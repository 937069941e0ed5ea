//! Order search and the status lifecycle rule.

use serde_json::Value;
use thiserror::Error;

use crate::models::order::{Order, OrderStatus};

#[derive(Debug, Error, PartialEq, Eq)]
pub enum TransitionError {
    #[error("Chỉ có thể chuyển trạng thái từ \"Đang xử lý\" sang \"Đã hoàn thành\".")]
    NotPending,
}

/// Gate for the one allowed lifecycle move, pending → completed. A completed
/// order stays completed; cancelled orders have no outgoing transition.
/// Checked before any upstream write.
pub fn ensure_completable(order: &Order) -> Result<(), TransitionError> {
    if order.status != OrderStatus::Pending {
        return Err(TransitionError::NotPending);
    }
    Ok(())
}

/// Full-record copy with the new status merged in. The store backend has no
/// partial update, so the whole record is written back unchanged apart from
/// `status`.
pub fn with_status(mut record: Value, status: OrderStatus) -> Value {
    if let Some(object) = record.as_object_mut() {
        object.insert(
            "status".to_string(),
            Value::String(status.as_str().to_string()),
        );
    }
    record
}

/// Case-insensitive substring match over order id, user id, phone, and
/// address. An empty query returns the list unchanged.
pub fn filter_orders<'a>(orders: &'a [Order], query: &str) -> Vec<&'a Order> {
    let q = query.trim().to_lowercase();
    if q.is_empty() {
        return orders.iter().collect();
    }
    orders
        .iter()
        .filter(|order| {
            order.id.to_lowercase().contains(&q)
                || order.user_id.to_lowercase().contains(&q)
                || order.customer.phone.contains(&q)
                || order.customer.address.to_lowercase().contains(&q)
        })
        .collect()
}

#[cfg(test)]
mod tests {
    use super::*;
    use serde_json::json;

    fn order(id: &str, status: &str, phone: &str, address: &str) -> Order {
        let raw: crate::models::order::RawOrder = serde_json::from_value(json!({
            "id": id,
            "userId": format!("user-{id}"),
            "phoneNumber": phone,
            "address": address,
            "totalPrice": 100000,
            "status": status
        }))
        .unwrap();
        raw.normalize().unwrap()
    }

    #[test]
    fn only_pending_orders_can_complete() {
        assert_eq!(ensure_completable(&order("o1", "pending", "", "")), Ok(()));
        assert_eq!(
            ensure_completable(&order("o2", "completed", "", "")),
            Err(TransitionError::NotPending)
        );
        assert_eq!(
            ensure_completable(&order("o3", "cancelled", "", "")),
            Err(TransitionError::NotPending)
        );
    }

    #[test]
    fn merge_keeps_unknown_fields_intact() {
        let record = json!({
            "id": "o1",
            "status": "pending",
            "someLegacyField": {"nested": true}
        });

        let updated = with_status(record, OrderStatus::Completed);
        assert_eq!(updated["status"], "completed");
        assert_eq!(updated["someLegacyField"]["nested"], true);
    }

    #[test]
    fn search_matches_id_user_phone_and_address() {
        let orders = vec![
            order("ord-100", "pending", "0901234567", "12 Nguyễn Trãi"),
            order("ord-200", "completed", "0987654321", "5 Lý Thường Kiệt"),
        ];

        assert_eq!(filter_orders(&orders, "ORD-100").len(), 1);
        assert_eq!(filter_orders(&orders, "user-ord-200").len(), 1);
        assert_eq!(filter_orders(&orders, "0987").len(), 1);
        assert_eq!(filter_orders(&orders, "nguyễn trãi").len(), 1);
        assert_eq!(filter_orders(&orders, "").len(), 2);
        assert_eq!(filter_orders(&orders, "no-match").len(), 0);
    }
}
_ _ _ _
• About this task: Copy out, from the listing above, every line that contains the word "TransitionError".

• Answer below:
pub enum TransitionError {
pub fn ensure_completable(order: &Order) -> Result<(), TransitionError> {
        return Err(TransitionError::NotPending);
            Err(TransitionError::NotPending)
            Err(TransitionError::NotPending)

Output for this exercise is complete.